WOW!!!! what wonderful news.  I am sure it will be fine.  I know we have to attend the panel (when we eventually get that far) but that it is like approval panel - you go there knowing it is 99% in your favour (otherswise they wouldn't take you) but it still isn't sure til you hear.

So...can you share any details 

magenta xx


----------



## Pooh bears mummy (Jul 11, 2004)

Great news Val,

Try not to worry if your SW did not belive that everything was A Ok they wold not take youy to matching panel. So good Luck.

Would love to know more if you can tell, age sex etc? i am just so nosey?

Look forward to congratulate you again on Friday.

PBMxxxx.


----------



## magenta (Nov 2, 2004)

Am I right in thinking this is the little boy you were talking about in August?? 

magenta


----------



## superal (May 27, 2005)

Just wanted to wish you luck for Friday Val, I'm sure things will be fine 

Love
Andrea
xx


----------



## Val 12 (Oct 26, 2004)

Hi girls,

thanks for your replies. Yes it is the little boy I mentioned in August. It has taken forever to get this far, we were first considered for him back in June and what with red tape, holidays etc we are just going to matching panel this week.
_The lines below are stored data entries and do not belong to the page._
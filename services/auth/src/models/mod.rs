//! Authentication models

pub mod session;
pub mod user;

// Re-export for convenience
pub use session::{Identity, Session};
pub use user::{LoginCredentials, UserAccount};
He's 15 months and has been with his FC since he was 6 weeks old. We've got some photos of him and a home video of him when he was just over a year old, he's sooooooo gorgeous. We met his FC when she came to our house with the SW's and she was lovely, she clearly adores him and it's a credit to her that he's such an adorable little boy. We probably won't be able to meet him until a week after the panel   but as long as we get through we'll be on cloud 9.

I obviously can't go into details about how he has come to be in care but we have to demonstrate at panel what we understand about his past and what we are taking on etc. So I think that's why i'm getting a bit nervous in case we are asked any awkward questions. Also he looks nothing like me so i'm worried that affects their decision, he looks similar to dh though.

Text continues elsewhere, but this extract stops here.